Researchers at the University of Michigan in Ann Arbor have discovered a drug building block that can replace those currently used in medications that can be harmful to livers.
Many medications contain a component of the drug known as an aniline, which breaks down in the liver, where it can produce toxic metabolites.
“Aniline is a common structure that’s easy to make,” says Corey Stephenson, a professor of chemistry at U-M. “The problem with anilines is that they are readily metabolized by our liver, and that can create problems. We want our drugs to be metabolized, but not in a way that causes them to have toxic effects.”
The research team began looking into structures called aminocyclopropanes and found they can use light to convert them into a different compound called a 1-aminonorbornane, which is not metabolized in harmful ways by liver enzymes. The compound is more complex and traditionally difficult to synthesize.
“We realized that we can use these aminonorbornane cores as a substitute for an aniline,” says Daryl Staveness, a postdoctoral researcher at U-M and American Cancer Society fellow. “Usually, drug companies will need to re-engineer drugs that use it to avoid that oxidation event. But in using aminonorbornanes, we don’t have to worry about those metabolic processing issues.”

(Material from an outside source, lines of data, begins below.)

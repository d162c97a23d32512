use loomql_core::{Location, ModuleId, Span};

/// Diagnostic kinds ordered by priority (highest priority first).
///
/// Priority rationale:
/// - Registry-shape errors poison every reference to the fragment
/// - Resolution errors assume a well-formed registry
/// - Shape errors are local to one call site's expression
/// - Binding ambiguity assumes a representable selection
#[derive(Debug, Clone, Copy, PartialEq, Eq, PartialOrd, Ord, Hash)]
pub enum DiagnosticKind {
    // Registry shape
    DuplicateFragment,

    // Resolution
    UnresolvedFragment,
    CircularFragment,

    // Expression shape
    UnsupportedSelectionShape,
    UnsupportedArgumentShape,

    // Result mapping
    AmbiguousFieldBinding,
}

impl DiagnosticKind {
    /// Default severity for this kind.
    ///
    /// Every kind is fatal to its call site; none is recoverable at
    /// runtime.
    pub fn default_severity(&self) -> Severity {
        Severity::Error
    }

    /// Default hint for this kind, automatically included in diagnostics.
    pub fn default_hint(&self) -> Option<&'static str> {
        match self {
            Self::CircularFragment => {
                Some("break the cycle or inline the shared fields directly")
            }
            Self::UnsupportedArgumentShape => {
                Some("bind the value to a local before passing it as an argument")
            }
            Self::UnsupportedSelectionShape => {
                Some("selections must be deterministic field accesses, without runtime control flow")
            }
            _ => None,
        }
    }

    /// Base message for this diagnostic kind, used when no custom message
    /// is provided.
    pub fn fallback_message(&self) -> &'static str {
        match self {
            Self::DuplicateFragment => "duplicate fragment declaration",
            Self::UnresolvedFragment => "unresolved fragment reference",
            Self::CircularFragment => "circular fragment reference",
            Self::UnsupportedSelectionShape => "selection expression cannot be represented",
            Self::UnsupportedArgumentShape => "argument cannot be evaluated before the request",
            Self::AmbiguousFieldBinding => "result binding is ambiguous",
        }
    }

    /// Template for custom messages. Contains `{}` placeholder for
    /// caller-provided detail.
    pub fn custom_message(&self) -> String {
        match self {
            Self::DuplicateFragment => "fragment `{}` is already declared".to_string(),
            Self::UnresolvedFragment => "fragment `{}` is not defined".to_string(),
            Self::CircularFragment => "fragment cycle {} can never be expanded".to_string(),
            Self::AmbiguousFieldBinding => "result slot `{}` is bound more than once".to_string(),
            _ => format!("{}: {{}}", self.fallback_message()),
        }
    }

    /// Render the final message.
    ///
    /// - `None` -> returns `fallback_message()`
    /// - `Some(detail)` -> returns `custom_message()` with `{}` replaced
    pub fn message(&self, msg: Option<&str>) -> String {
        match msg {
            None => self.fallback_message().to_string(),
            Some(detail) => self.custom_message().replace("{}", detail),
        }
    }
}

#[derive(Debug, Clone, Copy, PartialEq, Eq, Default)]
pub enum Severity {
    #[default]
    Error,
    Warning,
}

impl std::fmt::Display for Severity {
    fn fmt(&self, f: &mut std::fmt::Formatter<'_>) -> std::fmt::Result {
        match self {
            Severity::Error => write!(f, "error"),
            Severity::Warning => write!(f, "warning"),
        }
    }
}

/// Secondary span attached to a diagnostic (cycle chains, first
/// declaration sites).
#[derive(Debug, Clone, PartialEq, Eq)]
pub struct RelatedInfo {
    pub(crate) module: ModuleId,
    pub(crate) span: Span,
    pub(crate) message: String,
}

impl RelatedInfo {
    pub fn new(module: ModuleId, span: Span, message: impl Into<String>) -> Self {
        Self {
            module,
            span,
            message: message.into(),
        }
    }
}

/// One compiler diagnostic: kind, location, human-readable message.
#[derive(Debug, Clone, PartialEq, Eq)]
pub struct DiagnosticMessage {
    pub(crate) kind: DiagnosticKind,
    pub(crate) module: ModuleId,
    pub(crate) span: Span,
    pub(crate) message: String,
    pub(crate) related: Vec<RelatedInfo>,
    pub(crate) hints: Vec<String>,
}

impl DiagnosticMessage {
    pub(crate) fn new(
        kind: DiagnosticKind,
        module: ModuleId,
        span: Span,
        message: impl Into<String>,
    ) -> Self {
        let hints = kind.default_hint().map(str::to_string).into_iter().collect();
        Self {
            kind,
            module,
            span,
            message: message.into(),
            related: Vec::new(),
            hints,
        }
    }

    pub fn kind(&self) -> DiagnosticKind {
        self.kind
    }

    pub fn location(&self) -> Location {
        Location::new(self.module.clone(), self.span)
    }

    pub fn message(&self) -> &str {
        &self.message
    }

    pub(crate) fn severity(&self) -> Severity {
        self.kind.default_severity()
    }

    pub(crate) fn is_error(&self) -> bool {
        self.severity() == Severity::Error
    }

    pub(crate) fn is_warning(&self) -> bool {
        self.severity() == Severity::Warning
    }
}

impl std::fmt::Display for DiagnosticMessage {
    fn fmt(&self, f: &mut std::fmt::Formatter<'_>) -> std::fmt::Result {
        write!(
            f,
            "{} at {}:{}: {}",
            self.severity(),
            self.module,
            self.span,
            self.message
        )?;
        for related in &self.related {
            write!(
                f,
                " (related: {} at {}:{})",
                related.message, related.module, related.span
            )?;
        }
        for hint in &self.hints {
            write!(f, " (hint: {})", hint)?;
        }
        Ok(())
    }
}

Because the reaction needed to produce the molecule is powered by visible light, 1-aminonorbornanes can be produced cheaply, sustainably, and on a large scale.
“It’s inexpensive. It’s mild,” says Taylor Sodano, co-author and U-M graduate student. “Using traditional chemical approaches, 1-aminonorbornanes have been previously difficult to synthesize, requiring inefficient sequences of reactions and forcing inflexible conditions. Now, we can do it in one step at room temperature, using visible light and environmentally friendly conditions.”
The team used photoredox catalysis, a special brand of photochemistry in which catalysts, or compounds that facilitate a chemical reaction, operate by using the energy of visible light to move electrons between molecules.
The compounds were then added to liver fragments containing the enzymes that typically metabolize drug compounds and found that when the enzymes broke down the 1-aminonorbornanes, the process did not produce the harmful metabolites that result from anilines.
The team says the study is foundational work and plans to apply it to a wide range of applications, including epilepsy, hearing loss, cancer, and fungicides.